# Generate - Blueprints

## Prerequisites

In [None]:
!pip install -q sqlglot==27.20.0

In [None]:
import re
import typing as t

from datetime import datetime, timezone
from functools import reduce
from pyspark.sql import functions as F, Row
from pyspark.sql.dataframe import DataFrame
from sqlglot import exp, parse_one
from tqdm.auto import tqdm

In [None]:
MANIFEST_PATH = "metadata.manifest"

RAW_SCHEMA = "das__raw"
RAW_PREFIX = "raw"

HOOK_SCHEMA = "dab__hook"
HOOK_PREFIX = "frame"

GRAPH_SCHEMA = "dar__graph"
GRAPH_PREFIX = "graph"

USS_SCHEMA = "dar__uss"
USS_PREFIX = "uss"

## Helper Functions

In [None]:
def construct_qualified_name(
    schema: str,
    prefix: str,
    source: str,
    name: str
) -> str:

    return f"{schema}.{prefix}__{source}__{name}"

In [None]:
def load_manifest(table_path: str) -> DataFrame:
    df = spark.read.table(table_path).cache()
    _ = df.count()
    return df

In [None]:
def extract_active_select(mlv_name: str) -> exp.Expression | None:
    try:
        statement =  spark.sql(f"SHOW CREATE MATERIALIZED LAKE VIEW {mlv_name};").collect()[0][0]
    except:
        return None

    match = re.search(r"AS\s*\((.*)\)\s*$", statement, flags=re.DOTALL)

    if not match:
        return None

    select = match.group(1).strip()
    result = parse_one(select, dialect="spark")

    return result

In [None]:
def manage_mlv(
    select_statement: exp.Expression,
    MLV_Identifier: str
) -> None:
    active_select = extract_active_select(MLV_Identifier)

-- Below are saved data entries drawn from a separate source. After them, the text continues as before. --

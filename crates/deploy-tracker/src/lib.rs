pub mod auth;
pub mod config;
pub mod db;
pub mod error;
pub mod handlers;
pub mod keys;
pub mod models;
pub mod secrets;
pub mod services;
pub mod storage;
pub mod telemetry;
pub mod test_support;

use std::path::PathBuf;
use std::sync::Arc;

use axum::{
    middleware,
    routing::{get, post},
    Router,
};
use sqlx::{Pool, Postgres};
use utoipa::OpenApi;

use handlers::deployments::{
    attach_file, create_deployment, delete_deployment, download_file, get_deployment,
    list_deployments, list_deployments_by_service,
};
use handlers::health::health;
use handlers::readiness::readiness;
use services::deployments::{DeploymentRepository, PgDeploymentRepository};
use services::files::{FileRecordRepository, PgFileRecordRepository};
use services::workflow::DeploymentWorkflow;
use storage::ArtifactStore;
use telemetry::metrics_handler;

/// Request body cap for artifact uploads, shared by the router's body limit
/// and the outer `RequestBodyLimitLayer`.
pub const MAX_UPLOAD_BYTES: usize = 200 * 1024 * 1024;

#[derive(Clone)]
pub struct AppState {
    pub db: Pool<Postgres>,
    pub deployments: Arc<dyn DeploymentRepository>,
    pub files: Arc<dyn FileRecordRepository>,
    pub storage: Arc<dyn ArtifactStore>,
    pub bucket: String,
    pub spool_dir: PathBuf,
}

impl AppState {
    pub fn new(
        db: Pool<Postgres>,
        storage: Arc<dyn ArtifactStore>,
        bucket: String,
        spool_dir: PathBuf,
    ) -> Self {
        Self {
            deployments: Arc::new(PgDeploymentRepository::new(db.clone())),
            files: Arc::new(PgFileRecordRepository::new(db.clone())),
            db,
            storage,
            bucket,
            spool_dir,
        }
    }

    pub fn workflow(&self) -> DeploymentWorkflow {
        DeploymentWorkflow::new(
            self.deployments.clone(),
            self.files.clone(),
            self.storage.clone(),
            self.bucket.clone(),
        )
    }
}

#[derive(OpenApi)]
#[openapi(
    paths(
        handlers::health::health,
        handlers::readiness::readiness,
        handlers::deployments::create_deployment,
        handlers::deployments::attach_file,
        handlers::deployments::list_deployments,
        handlers::deployments::list_deployments_by_service,
        handlers::deployments::get_deployment,
        handlers::deployments::download_file,
        handlers::deployments::delete_deployment,
    ),
    components(schemas(
        error::ApiErrorBody,
        handlers::health::HealthResponse,
        handlers::readiness::ReadinessResponse,
        handlers::deployments::CreateDeploymentResponse,
        handlers::deployments::AttachFileResponse,
        handlers::deployments::DeploymentWithFiles,
        handlers::deployments::DeploymentListResponse,
        handlers::deployments::DeploymentResponse,
        handlers::deployments::DeleteResponse,
        handlers::deployments::DeploymentForm,
        models::DeploymentDetail,
        models::FileRecord,
        models::FileDetail,
    )),
    tags((name = "deploy-tracker", description = "Deployment Tracker API"))
)]
pub struct ApiDoc;

pub fn build_router(state: AppState) -> Router {
    let openapi = ApiDoc::openapi();
    Router::new()
        .route("/health", get(health))
        .route("/readyz", get(readiness))
        .route("/metrics", get(metrics_handler))
        .route("/deployments", post(create_deployment).get(list_deployments))
        .route(
            "/deployments/:id",
            get(get_deployment).delete(delete_deployment),
        )
        .route("/deployments/:id/files", post(attach_file))
        .route("/deployments/:id/file", get(download_file))
        .route(
            "/services/:service_id/deployments",
            get(list_deployments_by_service),
        )
        .route(
            "/openapi.json",
            get(|| async move { axum::Json(openapi.clone()) }),
        )
        .layer(middleware::from_fn_with_state(state.clone(), auth::auth_layer))
        .layer(axum::extract::DefaultBodyLimit::max(MAX_UPLOAD_BYTES))
        .with_state(state)
}
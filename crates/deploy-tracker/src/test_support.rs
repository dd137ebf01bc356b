//! Test harness utilities for integration tests.
//!
//! Database-backed suites skip when `DATABASE_URL` is unset so the unit and
//! in-memory workflow tests stay runnable anywhere.

use std::sync::Arc;

use sqlx::{Pool, Postgres};
use uuid::Uuid;

use crate::storage::MemoryArtifactStore;
use crate::AppState;

pub const TEST_BUCKET: &str = "deployment-tracker-test";

/// Connect to the test database and apply migrations. `None` when
/// `DATABASE_URL` is unset or unreachable, letting callers skip.
pub async fn try_test_pool() -> Option<Pool<Postgres>> {
    let url = std::env::var("DATABASE_URL").ok()?;
    let pool = sqlx::postgres::PgPoolOptions::new()
        .max_connections(5)
        .acquire_timeout(std::time::Duration::from_secs(8))
        .connect(&url)
        .await
        .ok()?;
    sqlx::migrate!().run(&pool).await.expect("migrations");
    Some(pool)
}

/// Fresh state for an HTTP test: cleaned tables and an in-memory artifact
/// store the test can inspect.
pub async fn try_test_state() -> Option<(AppState, Arc<MemoryArtifactStore>)> {
    let pool = try_test_pool().await?;
    for table in ["deployment_files", "deployments", "services", "users"] {
        let _ = sqlx::query(&format!("DELETE FROM {table}"))
            .execute(&pool)
            .await;
    }
    let store = Arc::new(MemoryArtifactStore::new("http://localhost:9000"));
    let spool_dir = std::env::temp_dir().join("deploy-tracker-test-spool");
    let state = AppState::new(pool, store.clone(), TEST_BUCKET.into(), spool_dir);
    Some((state, store))
}

/// Insert a service row and return its id.
pub async fn insert_service(pool: &Pool<Postgres>, name: &str, application: &str) -> Uuid {
    sqlx::query_scalar("INSERT INTO services (name, application) VALUES ($1, $2) RETURNING id")
        .bind(name)
        .bind(application)
        .fetch_one(pool)
        .await
        .expect("insert service")
}
//! Binary entrypoint for the Deployment Tracker service.

use axum::{
    body::Body,
    http::{HeaderValue, Request},
    middleware::{self, Next},
    response::Response,
};
use deploy_tracker::config::Settings;
use deploy_tracker::db::init_db;
use deploy_tracker::storage::build_store;
use deploy_tracker::telemetry::{normalize_path, HTTP_REQUESTS, HTTP_REQUEST_DURATION};
use deploy_tracker::{build_router, AppState, MAX_UPLOAD_BYTES};
use tower_http::cors::CorsLayer;
use tower_http::limit::RequestBodyLimitLayer;
use tracing::info;
use uuid::Uuid;

async fn track_metrics(mut req: Request<Body>, next: Next) -> Response {
    let method = req.method().clone();
    let path_label = normalize_path(req.uri().path());
    let req_id = Uuid::new_v4();
    req.extensions_mut().insert(req_id);
    let start = std::time::Instant::now();
    let mut resp = next.run(req).await;
    let status = resp.status().as_u16().to_string();
    HTTP_REQUESTS
        .with_label_values(&[method.as_str(), path_label.as_str(), status.as_str()])
        .inc();
    HTTP_REQUEST_DURATION
        .with_label_values(&[method.as_str(), path_label.as_str()])
        .observe(start.elapsed().as_secs_f64());
    if let Ok(v) = HeaderValue::from_str(&req_id.to_string()) {
        resp.headers_mut().insert("x-request-id", v);
    }
    resp
}

#[tokio::main]
async fn main() -> anyhow::Result<()> {
    tracing_subscriber::fmt()
        .with_env_filter(tracing_subscriber::EnvFilter::from_default_env())
        .with_target(false)
        .init();

    let settings = Settings::load().await;
    let db_pool = init_db(&settings.database_url).await?;
    let storage = build_store(&settings.storage).await;
    let state = AppState::new(
        db_pool,
        storage,
        settings.storage.bucket.clone(),
        settings.spool_dir.clone(),
    );

    let app = build_router(state)
        .layer(middleware::from_fn(track_metrics))
        .layer(RequestBodyLimitLayer::new(MAX_UPLOAD_BYTES))
        .layer(CorsLayer::permissive());

    info!(addr=%settings.bind_addr, "deployment tracker listening");
    let listener = tokio::net::TcpListener::bind(settings.bind_addr).await?;
    axum::serve(listener, app).await?;
    Ok(())
}
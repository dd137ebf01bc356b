use chrono::{DateTime, Utc};
use serde::{Deserialize, Serialize};
use utoipa::ToSchema;
use uuid::Uuid;

#[derive(sqlx::FromRow, Serialize, Deserialize, Debug, Clone, ToSchema)]
pub struct Service {
    pub id: Uuid,
    pub name: String,
    pub application: String,
    pub created_at: DateTime<Utc>,
}

#[derive(sqlx::FromRow, Serialize, Deserialize, Debug, Clone, ToSchema)]
pub struct Deployment {
    pub id: Uuid,
    pub service_id: Uuid,
    pub version: String,
    pub changes: Option<String>,
    pub created_by: Uuid,
    pub branch_name: String,
    pub created_at: DateTime<Utc>,
}

/// Deployment row enriched with owning-service and creator identity, the
/// shape every read path and the creation workflow return.
#[derive(sqlx::FromRow, Serialize, Deserialize, Debug, Clone, ToSchema)]
pub struct DeploymentDetail {
    pub id: Uuid,
    pub service_id: Uuid,
    pub version: String,
    pub changes: Option<String>,
    pub created_by: Uuid,
    pub branch_name: String,
    pub created_at: DateTime<Utc>,
    pub service_name: Option<String>,
    pub application: Option<String>,
    pub creator_email: Option<String>,
}

#[derive(sqlx::FromRow, Serialize, Deserialize, Debug, Clone, ToSchema)]
pub struct FileRecord {
    pub id: Uuid,
    pub deployment_id: Uuid,
    pub original_name: String,
    pub storage_key: String,
    pub file_type: String,
    pub size_bytes: i64,
    pub uploaded_by: Uuid,
    pub uploaded_at: DateTime<Utc>,
}

#[derive(sqlx::FromRow, Serialize, Deserialize, Debug, Clone, ToSchema)]
pub struct FileDetail {
    pub id: Uuid,
    pub deployment_id: Uuid,
    pub original_name: String,
    pub storage_key: String,
    pub file_type: String,
    pub size_bytes: i64,
    pub uploaded_by: Uuid,
    pub uploaded_at: DateTime<Utc>,
    pub uploader_email: Option<String>,
}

    # We need to parse the selects in order to compare correctly
    convert_to_spark_sql = lambda x: x.sql(
        dialect="spark",
        identify=True,
        pretty=True,
    )
    spark_sql = convert_to_spark_sql(select_statement)
    active_spark_sql = convert_to_spark_sql(active_select) if active_select else None
    is_unchanged = spark_sql == active_spark_sql

    # If the select is unchanged, we refresh the MLV
    if is_unchanged:
        result = spark.sql(f"REFRESH MATERIALIZED LAKE VIEW {MLV_Identifier };")
        
        result = result.unionByName(
            spark.createDataFrame(
                [Row(metric_name="change_type", metric_value="No Changes")]
            )
        )

        return result
    

    # If there is an active select, we need to backup the view before creation
    change_type = "Create new MLV"
    if active_select:
        utc_ts = datetime.now(timezone.utc).strftime("%Y%m%d_%H%M%S")
        _ = spark.sql(f"ALTER MATERIALIZED LAKE VIEW {MLV_Identifier} RENAME TO {MLV_Identifier}__{utc_ts};")
        change_type = "Recreate MLV"

    result = spark.sql(f"CREATE MATERIALIZED LAKE VIEW {MLV_Identifier} AS ({spark_sql});")
    result = result.unionByName(
            spark.createDataFrame(
                [Row(metric_name="change_type", metric_value=change_type)]
            )
    )
    
    return result

In [None]:
def union_all(queries):
    return reduce(lambda a, b: a.union(b, distinct=False), queries)

In [None]:
def generate_blueprint_sql(
    manifest: DataFrame,
    sql_function: t.Callable,
    from_schema: str,
    from_prefix: str,
    to_schema: str,
    to_prefix: str,
    single_table: str | None = None,
) -> None:

    _ = spark.sql(f"CREATE SCHEMA IF NOT EXISTS {to_schema};")

    statements = []
    frames_to_generate = manifest.collect()
    for frame in tqdm(
        frames_to_generate,
        desc="Generating SQL Statements"
    ):

        frame_name = frame["name"]
        frame_source = frame["source"]
        frame_hooks = frame["hooks"]

        from_table = construct_qualified_name(
            from_schema, from_prefix, frame_source, frame_name
        )
        to_table = construct_qualified_name(
            to_schema, to_prefix, frame_source, frame_name
        )

        expression = sql_function(frame_hooks, from_table)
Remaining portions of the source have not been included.